=== Entries shown ===

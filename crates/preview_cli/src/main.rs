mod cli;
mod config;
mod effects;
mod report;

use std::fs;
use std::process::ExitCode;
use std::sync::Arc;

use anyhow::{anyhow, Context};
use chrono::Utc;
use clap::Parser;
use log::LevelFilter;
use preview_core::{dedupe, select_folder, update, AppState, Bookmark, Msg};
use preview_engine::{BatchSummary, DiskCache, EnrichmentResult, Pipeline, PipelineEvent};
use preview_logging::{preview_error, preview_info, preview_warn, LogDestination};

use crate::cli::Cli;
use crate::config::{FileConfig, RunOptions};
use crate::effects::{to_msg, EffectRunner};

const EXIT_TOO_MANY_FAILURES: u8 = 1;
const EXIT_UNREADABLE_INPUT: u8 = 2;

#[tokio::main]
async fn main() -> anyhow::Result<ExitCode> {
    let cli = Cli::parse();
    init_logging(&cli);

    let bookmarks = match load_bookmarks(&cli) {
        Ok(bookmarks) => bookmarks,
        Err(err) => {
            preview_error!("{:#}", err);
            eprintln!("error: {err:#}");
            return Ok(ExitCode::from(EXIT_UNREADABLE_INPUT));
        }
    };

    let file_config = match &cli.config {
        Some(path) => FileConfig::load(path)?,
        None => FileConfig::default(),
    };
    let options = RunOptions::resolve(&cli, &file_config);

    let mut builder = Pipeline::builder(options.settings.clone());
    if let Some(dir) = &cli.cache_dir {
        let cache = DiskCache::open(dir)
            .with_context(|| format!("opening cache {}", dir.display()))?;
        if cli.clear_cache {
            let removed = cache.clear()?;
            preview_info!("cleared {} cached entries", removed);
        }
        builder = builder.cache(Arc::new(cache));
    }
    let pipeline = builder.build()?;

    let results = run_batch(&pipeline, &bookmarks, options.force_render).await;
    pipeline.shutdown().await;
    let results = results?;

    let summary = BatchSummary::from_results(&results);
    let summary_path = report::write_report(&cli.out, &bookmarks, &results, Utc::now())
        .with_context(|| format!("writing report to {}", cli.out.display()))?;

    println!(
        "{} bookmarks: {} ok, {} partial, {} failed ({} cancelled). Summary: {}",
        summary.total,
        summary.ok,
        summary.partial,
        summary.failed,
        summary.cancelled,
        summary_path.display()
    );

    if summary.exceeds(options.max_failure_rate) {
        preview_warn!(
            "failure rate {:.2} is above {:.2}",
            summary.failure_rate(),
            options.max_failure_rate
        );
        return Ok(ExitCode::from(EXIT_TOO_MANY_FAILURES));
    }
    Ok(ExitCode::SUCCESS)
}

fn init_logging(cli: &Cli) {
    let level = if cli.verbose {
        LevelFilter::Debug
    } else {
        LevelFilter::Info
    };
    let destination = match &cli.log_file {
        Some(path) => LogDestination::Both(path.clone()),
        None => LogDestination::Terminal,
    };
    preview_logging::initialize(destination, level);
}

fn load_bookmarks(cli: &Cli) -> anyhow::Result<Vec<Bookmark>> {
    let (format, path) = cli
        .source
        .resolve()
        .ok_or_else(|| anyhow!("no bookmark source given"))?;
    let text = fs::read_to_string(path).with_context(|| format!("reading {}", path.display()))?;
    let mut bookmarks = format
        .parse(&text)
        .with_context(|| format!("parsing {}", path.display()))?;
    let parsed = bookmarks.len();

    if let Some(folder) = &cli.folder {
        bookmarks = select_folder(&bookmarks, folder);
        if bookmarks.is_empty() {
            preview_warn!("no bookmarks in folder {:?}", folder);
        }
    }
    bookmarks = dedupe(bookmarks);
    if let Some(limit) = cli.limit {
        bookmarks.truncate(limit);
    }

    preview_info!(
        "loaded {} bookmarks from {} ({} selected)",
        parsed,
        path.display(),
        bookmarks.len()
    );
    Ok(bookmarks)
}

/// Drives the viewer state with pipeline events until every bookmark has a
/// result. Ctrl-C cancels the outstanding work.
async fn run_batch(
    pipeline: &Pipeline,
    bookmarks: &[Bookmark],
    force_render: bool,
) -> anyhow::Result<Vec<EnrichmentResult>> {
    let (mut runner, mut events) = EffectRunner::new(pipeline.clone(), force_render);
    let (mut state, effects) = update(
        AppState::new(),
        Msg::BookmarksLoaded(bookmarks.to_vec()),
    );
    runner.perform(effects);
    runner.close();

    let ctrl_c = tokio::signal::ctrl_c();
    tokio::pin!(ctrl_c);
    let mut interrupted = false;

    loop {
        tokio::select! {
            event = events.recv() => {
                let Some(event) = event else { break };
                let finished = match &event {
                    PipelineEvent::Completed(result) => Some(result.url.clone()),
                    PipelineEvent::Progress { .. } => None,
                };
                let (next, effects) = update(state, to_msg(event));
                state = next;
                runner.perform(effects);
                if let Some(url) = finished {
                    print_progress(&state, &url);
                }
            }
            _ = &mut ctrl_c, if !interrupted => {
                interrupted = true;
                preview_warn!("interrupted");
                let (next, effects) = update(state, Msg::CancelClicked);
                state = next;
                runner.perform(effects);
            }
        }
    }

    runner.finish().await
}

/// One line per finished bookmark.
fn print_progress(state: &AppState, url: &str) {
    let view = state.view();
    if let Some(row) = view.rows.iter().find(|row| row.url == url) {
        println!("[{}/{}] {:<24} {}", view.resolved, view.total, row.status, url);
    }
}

===
=== Entries shown ===

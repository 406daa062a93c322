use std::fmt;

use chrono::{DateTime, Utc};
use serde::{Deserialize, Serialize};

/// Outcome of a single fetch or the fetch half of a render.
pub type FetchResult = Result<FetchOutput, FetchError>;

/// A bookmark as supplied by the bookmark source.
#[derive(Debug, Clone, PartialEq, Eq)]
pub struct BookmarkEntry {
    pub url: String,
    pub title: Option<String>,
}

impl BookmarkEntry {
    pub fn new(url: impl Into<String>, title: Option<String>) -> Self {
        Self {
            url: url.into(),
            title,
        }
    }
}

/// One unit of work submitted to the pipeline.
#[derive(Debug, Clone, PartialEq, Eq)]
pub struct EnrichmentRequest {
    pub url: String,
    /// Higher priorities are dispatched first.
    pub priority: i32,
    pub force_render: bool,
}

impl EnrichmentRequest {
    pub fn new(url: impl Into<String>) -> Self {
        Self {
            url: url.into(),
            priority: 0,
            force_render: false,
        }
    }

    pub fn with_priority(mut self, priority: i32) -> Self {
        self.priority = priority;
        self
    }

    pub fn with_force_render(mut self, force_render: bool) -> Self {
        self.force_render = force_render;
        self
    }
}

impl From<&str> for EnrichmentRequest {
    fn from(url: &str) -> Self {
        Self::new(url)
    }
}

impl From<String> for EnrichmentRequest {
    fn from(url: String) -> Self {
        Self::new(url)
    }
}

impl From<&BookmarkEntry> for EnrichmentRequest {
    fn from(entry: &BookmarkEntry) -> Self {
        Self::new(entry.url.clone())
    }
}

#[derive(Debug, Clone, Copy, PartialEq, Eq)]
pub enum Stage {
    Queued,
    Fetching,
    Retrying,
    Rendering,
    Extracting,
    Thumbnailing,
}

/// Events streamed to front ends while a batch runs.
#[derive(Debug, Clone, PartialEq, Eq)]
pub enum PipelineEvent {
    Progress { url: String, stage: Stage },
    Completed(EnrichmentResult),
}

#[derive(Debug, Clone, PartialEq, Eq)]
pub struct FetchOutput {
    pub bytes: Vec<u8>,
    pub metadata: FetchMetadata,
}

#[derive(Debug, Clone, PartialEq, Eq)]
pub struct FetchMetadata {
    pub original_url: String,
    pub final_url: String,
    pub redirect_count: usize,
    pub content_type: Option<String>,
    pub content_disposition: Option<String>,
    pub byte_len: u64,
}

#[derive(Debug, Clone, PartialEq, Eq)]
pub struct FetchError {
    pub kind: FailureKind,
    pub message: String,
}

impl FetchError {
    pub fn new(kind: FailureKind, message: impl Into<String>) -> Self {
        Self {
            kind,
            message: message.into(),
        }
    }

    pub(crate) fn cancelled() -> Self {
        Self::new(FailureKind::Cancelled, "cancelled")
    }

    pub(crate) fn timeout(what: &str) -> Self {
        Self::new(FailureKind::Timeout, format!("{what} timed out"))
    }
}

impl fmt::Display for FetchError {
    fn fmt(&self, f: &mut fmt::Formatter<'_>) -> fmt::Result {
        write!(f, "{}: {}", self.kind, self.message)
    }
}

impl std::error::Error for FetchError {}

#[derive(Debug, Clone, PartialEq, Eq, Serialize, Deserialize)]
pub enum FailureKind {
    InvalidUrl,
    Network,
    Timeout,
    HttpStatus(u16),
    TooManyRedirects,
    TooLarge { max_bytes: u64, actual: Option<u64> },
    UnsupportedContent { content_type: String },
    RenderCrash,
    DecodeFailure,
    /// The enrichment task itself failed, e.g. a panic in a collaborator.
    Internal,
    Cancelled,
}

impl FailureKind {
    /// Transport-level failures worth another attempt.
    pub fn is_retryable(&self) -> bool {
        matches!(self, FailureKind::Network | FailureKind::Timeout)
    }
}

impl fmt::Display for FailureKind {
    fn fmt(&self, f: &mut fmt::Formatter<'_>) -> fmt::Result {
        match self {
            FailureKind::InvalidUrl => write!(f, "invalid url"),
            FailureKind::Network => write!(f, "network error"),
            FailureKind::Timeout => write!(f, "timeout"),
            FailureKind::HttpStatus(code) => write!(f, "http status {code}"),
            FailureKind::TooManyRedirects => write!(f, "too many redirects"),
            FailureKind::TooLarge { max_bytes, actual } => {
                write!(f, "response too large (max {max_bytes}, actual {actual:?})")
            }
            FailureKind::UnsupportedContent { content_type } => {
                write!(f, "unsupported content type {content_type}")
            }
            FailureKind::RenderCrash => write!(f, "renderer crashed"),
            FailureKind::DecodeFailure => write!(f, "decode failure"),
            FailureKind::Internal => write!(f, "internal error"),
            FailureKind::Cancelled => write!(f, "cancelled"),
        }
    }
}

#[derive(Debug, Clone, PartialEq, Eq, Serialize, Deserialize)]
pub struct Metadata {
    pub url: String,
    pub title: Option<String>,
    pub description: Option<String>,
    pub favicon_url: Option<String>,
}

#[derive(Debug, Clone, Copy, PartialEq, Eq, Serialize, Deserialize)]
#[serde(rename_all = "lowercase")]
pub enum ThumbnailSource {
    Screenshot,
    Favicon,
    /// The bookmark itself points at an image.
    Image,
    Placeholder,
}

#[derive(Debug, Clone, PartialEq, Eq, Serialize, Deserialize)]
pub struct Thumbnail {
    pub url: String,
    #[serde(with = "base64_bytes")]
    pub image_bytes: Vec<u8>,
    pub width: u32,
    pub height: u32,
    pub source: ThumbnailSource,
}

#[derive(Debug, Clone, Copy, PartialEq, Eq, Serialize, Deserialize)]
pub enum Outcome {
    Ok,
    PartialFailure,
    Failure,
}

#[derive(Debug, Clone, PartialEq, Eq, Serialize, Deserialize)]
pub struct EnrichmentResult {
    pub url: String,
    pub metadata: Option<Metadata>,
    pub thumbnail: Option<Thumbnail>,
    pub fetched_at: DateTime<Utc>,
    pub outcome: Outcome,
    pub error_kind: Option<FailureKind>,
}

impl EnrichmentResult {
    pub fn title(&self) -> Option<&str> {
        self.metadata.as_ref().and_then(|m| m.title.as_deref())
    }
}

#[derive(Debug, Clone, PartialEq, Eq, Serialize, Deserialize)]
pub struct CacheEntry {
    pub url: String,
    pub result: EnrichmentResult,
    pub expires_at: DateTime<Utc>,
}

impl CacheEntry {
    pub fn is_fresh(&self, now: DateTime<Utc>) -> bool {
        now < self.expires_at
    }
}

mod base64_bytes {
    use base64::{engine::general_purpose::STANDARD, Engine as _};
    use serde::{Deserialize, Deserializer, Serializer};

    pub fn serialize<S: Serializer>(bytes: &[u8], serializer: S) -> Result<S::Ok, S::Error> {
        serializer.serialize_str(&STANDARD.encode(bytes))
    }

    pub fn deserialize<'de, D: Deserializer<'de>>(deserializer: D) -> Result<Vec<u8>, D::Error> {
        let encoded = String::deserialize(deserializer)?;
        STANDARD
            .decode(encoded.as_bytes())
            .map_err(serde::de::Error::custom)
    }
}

===

Task directions: Each line above that has "FetchMetadata" adds one to the count; say the final count with no other text.

Answer to the exercise: 2